Si le buscamos alguna explicación técnica a lo que está ocurriendo, las ideas de autonomía de centro y libertad pedagógica -dentro del marco legal- a la hora de ejercer la profesión docente, pudieran estar chocando, una vez más, con la nueva construcción del marco normativo que va a regir el devenir educativo de nuestro país en los próximos años. Los claustros suelen sentirse incómodos ante todo signo de encorsetamiento didáctico, ya que están conformados por una ingente diversidad de pensamientos y corrientes que los lleva a sentir que se les está haciendo girar desde arriba en una vertiginosa rueda según el designio político de cada momento.
Sin embargo, para resolver este bloqueo sí que creo más importante que nunca afinar bien en lo referente a la autonomía pedagógica de cada centro. En ese sentido, es conveniente dejar claro que, al igual que los defensores a ultranza de los libros de texto entienden también que este es un recurso y no una guía ni un manual, el currículo, a pesar de ser un elemento prescriptivo, es transformable en función del contexto escolar y la situaciones con las que nos vayamos encontrando. Es la llamada concreción curricular.
Por ello, el cuerpo docente no necesita entrar a hacer modificaciones sobre los contenidos curriculares ya acordados en una ronda previa, ya que para esa labor ni cobran ni tienen tiempo: no es su función. Los nuevos currículos deben seguir siendo trabajados desde las correspondientes comisiones técnicas que se creen.
Sin embargo, los docentes sí necesitan amparo, protección, formación y seguridad en lo que viene detrás: cómo se convierte el currículo en tarea diaria a través de la programación y las unidades de aprendizaje que se ponen en desarrollo. Necesitan, además, construir su liderazgo pedagógico con el refuerzo de la idea de libertad metodológica a la hora de poner en práctica sus programaciones, siempre y cuando se cumplan unos mínimos cuya clave será llegar a entender de forma consensuada que lo más importante es la particularidad de cada estudiante.

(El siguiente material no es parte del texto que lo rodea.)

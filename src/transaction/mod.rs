//! Unit-of-work scopes and the transactions they share.
//!
//! Application code opens a [`Scope`] for every logical unit of work. The
//! scope enlists with the [`TransactionManager`] of its execution context,
//! which either attaches it to the current [`Transaction`] or starts a new
//! one (fresh ambient transaction + fresh session) depending on the
//! requested [`TransactionMode`].
//!
//! # Architecture
//!
//! ```text
//! ┌─────────────────────────────────────────────────────────────┐
//! │                TransactionManagerLocator                    │
//! │        (one TransactionManager per ExecutionContext)        │
//! └─────────────────────────────────────────────────────────────┘
//!                              │
//!                              ▼
//! ┌─────────────────────────────────────────────────────────────┐
//! │                   TransactionManager                        │
//! │      (stack of live transactions, join or push per mode)    │
//! └─────────────────────────────────────────────────────────────┘
//!                              │
//!        ┌─────────────────────┼─────────────────────┐
//!        │                     │                     │
//!        ▼                     ▼                     ▼
//!  ┌─────────────┐       ┌─────────────┐       ┌─────────────┐
//!  │ Transaction │◀──────│    Scope    │       │   Ambient   │
//!  │ (enlisted   │signals│ (commit /   │       │ transaction │
//!  │  scopes)    │       │  dispose)   │       │  provider   │
//!  └─────────────┘       └─────────────┘       └─────────────┘
//! ```
//!
//! # Usage
//!
//! ```
//! use scopetx::config::{UnitOfWorkConfig, UnitOfWorkSettings};
//! use scopetx::session::MemoryStore;
//! use scopetx::transaction::{TransactionManager, TransactionMode};
//!
//! let store = MemoryStore::new();
//! let sessions = store.clone();
//! let manager = TransactionManager::new(
//!     UnitOfWorkConfig::new(UnitOfWorkSettings::default())
//!         .with_session_fn(move || Ok(sessions.session())),
//! );
//!
//! let mut outer = manager.begin_scope(TransactionMode::Default)?;
//! {
//!     let mut inner = manager.begin_scope(TransactionMode::Default)?;
//!     let uow = manager.current_unit_of_work().expect("scope is open");
//!     uow.insert("users", "1", serde_json::json!({"name": "Alice"}))?;
//!     inner.commit()?;
//! }
//! outer.commit()?; // last scope out flushes the session
//!
//! assert!(store.contains("users", "1"));
//! # Ok::<(), Box<dyn std::error::Error>>(())
//! ```

mod ambient;
mod error;
mod isolation;
mod locator;
mod manager;
mod scope;
mod types;
mod unit;

pub use ambient::{
    AmbientOutcome, AmbientRecord, AmbientTransaction, AmbientTransactionProvider,
    LocalTransaction, LocalTransactionProvider,
};
pub use error::{TransactionError, TransactionResult};
pub use isolation::{IsolationLevel, TransactionMode, TransactionOptions, TransactionScopeOption};
pub use locator::TransactionManagerLocator;
pub use manager::TransactionManager;
pub use scope::{Scope, ScopeHandle, ScopeObserver};
pub use types::{ManagerId, ScopeCompletion, ScopeId, TransactionId};
pub use unit::Transaction;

Porque, una vez se aclare la disyuntiva sobre cuáles van a ser los considerados saberes básicos y cuáles serán los deseables, cada centro deberá rearmar su proyecto educativo en función de su contexto y de los problemas socioeconómicos reales del lugar en el que se enclava. Para ello hará falta, y ahí está el dilema, un grado de autonomía pedagógica y organizativa sin parangón en nuestra democracia, con los consiguientes recursos humanos, económicos y materiales que lo acompañen.
Este cambio en la cultura escolar, reitero, no irá tanto en lo que se ponga o en lo que se quite de los decretos curriculares, sino en el impulso que van a recibir las comunidades docentes y los equipos directivos para llevar a cabo la necesaria modificación en la organización escolar. Si no se recibe ese apoyo firme, los cambios y las propuestas de mejora volverán a guardarse en el baúl del recuerdo junto a otros documentos institucionales que intentan cobrar vida cada cierto tiempo y que se ahogan, en un bucle incesante, ante la maraña burocrática en la que se ha visto envuelta la educación en los últimos años.

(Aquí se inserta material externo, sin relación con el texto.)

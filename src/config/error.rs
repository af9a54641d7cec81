//! Configuration error types.

use std::path::PathBuf;

use thiserror::Error;

/// Result type for loading configuration.
pub type ConfigResult<T> = Result<T, ConfigError>;

/// Errors raised while loading [`UnitOfWorkSettings`](super::UnitOfWorkSettings).
#[derive(Debug, Error)]
pub enum ConfigError {
    /// The settings file could not be read.
    #[error("cannot read {}: {source}", path.display())]
    Io {
        path: PathBuf,
        #[source]
        source: std::io::Error,
    },

    /// The settings document is not valid JSON or has unknown fields.
    #[error("invalid settings document: {0}")]
    Parse(#[from] serde_json::Error),

    /// An override carried a value that does not parse.
    #[error("invalid value {value:?} for {key}: {reason}")]
    InvalidValue {
        key: String,
        value: String,
        reason: String,
    },
}

impl ConfigError {
    pub(crate) fn invalid(key: &str, value: &str, reason: impl Into<String>) -> Self {
        Self::InvalidValue {
            key: key.to_string(),
            value: value.to_string(),
            reason: reason.into(),
        }
    }
}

En definitiva: plantearse por quién doblan los currículos es fundamental. Y sí, se lo tienen que plantear todas aquellas personas que tienen alguna responsabilidad en todo este enmarañado legislativo sobre el que se va a encaramar la educación española en los próximos años. Pero también tendrá que hacer una profunda reflexión cada docente, cada equipo directivo y cada componente de los servicios de inspección.

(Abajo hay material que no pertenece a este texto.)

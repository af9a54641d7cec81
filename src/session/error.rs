//! Session (data-access layer) error types.

use thiserror::Error;

/// Result type for session operations.
pub type SessionResult<T> = Result<T, SessionError>;

/// Errors raised by a data-access session.
#[derive(Debug, Error)]
pub enum SessionError {
    /// Pending changes could not be written.
    #[error("flush failed: {0}")]
    Flush(String),

    /// An entity with the same key is already stored or staged.
    #[error("entity already exists: {collection}/{key}")]
    AlreadyExists { collection: String, key: String },

    /// The entity does not exist.
    #[error("entity not found: {collection}/{key}")]
    NotFound { collection: String, key: String },

    /// JSON serialization or deserialization failed
    #[error("serialization error: {0}")]
    Serialization(#[from] serde_json::Error),

    /// The session was closed by its transaction.
    #[error("session is closed")]
    Closed,
}

impl SessionError {
    pub(crate) fn already_exists(collection: &str, key: &str) -> Self {
        Self::AlreadyExists {
            collection: collection.to_string(),
            key: key.to_string(),
        }
    }

    pub(crate) fn not_found(collection: &str, key: &str) -> Self {
        Self::NotFound {
            collection: collection.to_string(),
            key: key.to_string(),
        }
    }
}
//! Per-context state.
//!
//! An [`ExecutionContext`] stands for one logical execution context: a
//! thread, a request or a user session. The host creates it and passes it
//! explicitly to whatever needs context-scoped state; nothing here is looked
//! up through thread-locals. Each context owns a [`LocalState`] bag holding
//! values keyed by their type, optionally namespaced by a string key.

mod local;

pub use local::LocalState;

use std::fmt;
use std::sync::Arc;

use parking_lot::Mutex;
use ulid::Ulid;

/// What kind of execution context a handle stands for.
#[derive(Debug, Clone, Copy, PartialEq, Eq, Hash)]
pub enum ContextKind {
    Thread,
    Request,
    Session,
}

impl fmt::Display for ContextKind {
    fn fmt(&self, f: &mut fmt::Formatter<'_>) -> fmt::Result {
        match self {
            ContextKind::Thread => write!(f, "thread"),
            ContextKind::Request => write!(f, "request"),
            ContextKind::Session => write!(f, "session"),
        }
    }
}

/// Handle to one execution context. Clones share the same state.
#[derive(Clone)]
pub struct ExecutionContext {
    id: Ulid,
    kind: ContextKind,
    state: Arc<Mutex<LocalState>>,
}

impl ExecutionContext {
    pub fn new(kind: ContextKind) -> Self {
        Self {
            id: Ulid::new(),
            kind,
            state: Arc::new(Mutex::new(LocalState::new())),
        }
    }

    pub fn thread() -> Self {
        Self::new(ContextKind::Thread)
    }

    pub fn request() -> Self {
        Self::new(ContextKind::Request)
    }

    pub fn session() -> Self {
        Self::new(ContextKind::Session)
    }

    pub fn id(&self) -> Ulid {
        self.id
    }

    pub fn kind(&self) -> ContextKind {
        self.kind
    }

    /// Run `f` with exclusive access to the context's state.
    ///
    /// The state stays locked for the duration of `f`; do not re-enter the
    /// same context from inside it.
    pub fn with_state<R>(&self, f: impl FnOnce(&mut LocalState) -> R) -> R {
        f(&mut self.state.lock())
    }

    pub fn same_context(&self, other: &ExecutionContext) -> bool {
        Arc::ptr_eq(&self.state, &other.state)
    }
}

impl fmt::Debug for ExecutionContext {
    fn fmt(&self, f: &mut fmt::Formatter<'_>) -> fmt::Result {
        f.debug_struct("ExecutionContext")
            .field("id", &self.id)
            .field("kind", &self.kind)
            .field("entries", &self.state.lock().len())
            .finish()
    }
}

Si no trabajamos todos juntos en la búsqueda de una verdadera autonomía pedagógica, y si no logramos encontrar el tiempo, el espacio y la motivación para edificarla sobre la base de lo que alumnado, familias y docentes de cada centro necesitan, las propuestas seguirán cayendo en el saco que asegura ante la administración que nuestros “papeles”, esos que buscamos cuando “vemos las orejas al lobo”, se ajustan a norma.
Y eso es lo que menos necesita aquel estudiante que más ayuda precisa, el que ve peligrar su periplo educativo mientras seguimos enrocados en un conflicto estéril y en enfrentamientos que nos llevan, desde el personalismo, a hacer prevalecer nuestras creencias personales sobre la educación como bien público que, por encima de todo, hay que proteger.